Le point sur le contrat d'avenir

Le 22 septembre dernier, le congrès des buralistes a rassemblé les acteurs du marché de la distribution du tabac. Un événement choisi par Valérie Pécresse pour annoncer la signature du 3ème contrat d'avenir : une série de mesures visant à aider une profession qui serait apparemment en difficulté depuis 2002.

Pourtant la baisse des revenus, à part pour les frontaliers, n'est pas flagrante. Valérie Pécresse le dit elle-même dans son discours : « entre 2002 et 2010, le revenu moyen des buralistes a augmenté de 57% » ou « En 2010, le marché a progressé de 5% en valeur. » Rares sont les professions qui ont pu bénéficier de telles augmentations de revenus dans une conjoncture économique et financière aussi difficile.

Certes, les buralistes doivent se préparer à la diversification de leur activité, en proposant toujours de nouveaux services.

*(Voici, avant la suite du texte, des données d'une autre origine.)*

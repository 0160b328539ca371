use chatlens_types::AnalysisType;

/// `<language>` is replaced with the configured response language.
pub const DEFAULT_SYSTEM_PROMPT_TEMPLATE: &str = "You are an expert analyst of KakaoTalk group chats. \
Read the chat data you are given and report useful, concrete insights. \
Quote short examples from the transcript where they support a point. \
Answer in <language>.";

const COMPREHENSIVE: &str = "Analyze the following chat comprehensively.

Cover:
1. The main conversation topics
2. How participants converse (patterns, roles, activity)
3. Important keywords or issues
4. The overall mood and tone
5. Notable insights";

const SENTIMENT: &str = "Analyze the emotions in the following chat.

Cover:
1. Overall emotional tone, as a positive / negative / neutral ratio
2. How the mood changes over time
3. The main emotional expressions used
4. Points where the mood shifted sharply, and why
5. The emotional character of each main participant";

const KEYWORDS: &str = "Extract the key terms from the following chat.

List:
1. The 10 most frequently mentioned keywords
2. Names of people, companies and products
3. Trending topics or issue keywords
4. Emotion words

Give each keyword's frequency and the context it appears in.";

const TOPICS: &str = "Identify the main topics of the following chat.

Cover:
1. The main conversation topics (3 to 5)
2. The weight and importance of each topic
3. How the topics relate to each other
4. How the topics drift over time
5. Which participants care about which topics

Explain each topic with concrete examples.";

/// Task instructions for an analysis type.
pub fn instructions(analysis_type: AnalysisType) -> &'static str {
    match analysis_type {
        AnalysisType::Comprehensive => COMPREHENSIVE,
        AnalysisType::Sentiment => SENTIMENT,
        AnalysisType::Keywords => KEYWORDS,
        AnalysisType::Topics => TOPICS,
    }
}
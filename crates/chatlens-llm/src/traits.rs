use async_trait::async_trait;
use serde::{Deserialize, Serialize};

use crate::error::Result;
use crate::types::Message;

/// Trait for chat-based LLM interactions
#[async_trait]
pub trait ChatClient: Send + Sync {
    /// Non-streaming chat completion
    async fn chat(&self, request: ChatRequest) -> Result<ChatResponse>;

    /// Check that the configured credentials are accepted
    async fn validate_key(&self) -> Result<()>;
}

#[derive(Debug, Clone)]
pub struct ChatRequest {
    pub model: String,
    pub messages: Vec<Message>,
    pub options: ChatOptions,
}

impl ChatRequest {
    pub fn new(model: impl Into<String>, messages: Vec<Message>) -> Self {
        Self {
            model: model.into(),
            messages,
            options: ChatOptions::default(),
        }
    }

    pub fn with_options(mut self, options: ChatOptions) -> Self {
        self.options = options;
        self
    }
}

#[derive(Debug, Clone, Default, PartialEq)]
pub struct ChatOptions {
    pub temperature: Option<f32>,
    pub max_tokens: Option<u32>,
}

impl ChatOptions {
    pub fn new() -> Self {
        Self::default()
    }

    pub fn temperature(mut self, temp: f32) -> Self {
        self.temperature = Some(temp);
        self
    }

    pub fn max_tokens(mut self, tokens: u32) -> Self {
        self.max_tokens = Some(tokens);
        self
    }
}

#[derive(Debug, Clone)]
pub struct ChatResponse {
    pub content: Option<String>,
    pub usage: Option<TokenUsage>,
    pub finish_reason: Option<String>,
    pub model: Option<String>,
}

#[derive(Debug, Clone, Copy, PartialEq, Eq, Serialize, Deserialize)]
pub struct TokenUsage {
    pub input_tokens: u32,
    pub output_tokens: u32,
    pub total_tokens: u32,
}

Le gouvernement les y aide bien en leur offrant un 3ème contrat d'avenir visant à accompagner un changement qu'ils ne semblent pas vraiment souhaiter, préférant mobiliser leur énergie pour exiger des subventions de l'État. Valérie Pécresse est donc venue avec une série de cadeaux pour cette profession: une augmentation d'environ 5% des revenus grâce à l'augmentation du taux de remise ou encore une série d'aides diverses pour compenser d'éventuelles pertes de chiffres d'affaire. Toujours dans l'optique d'aide à ces 28 000 buralistes sinistrés, dont plus de la moitié (63,6%) génère tout de même plus de 300 000 €, et pour certains même plus de 3 million € de chiffre d'affaires annuel, le gouvernement négocie les frais interbancaires notamment ceux liés aux paiements par carte bancaire. Bien qu'il s'agisse d'une mesure louable (éviter les paiements en espèce dans les débits de tabacs), elle ne représente pas moins pour autant un gain financier supplémentaire pour la profession.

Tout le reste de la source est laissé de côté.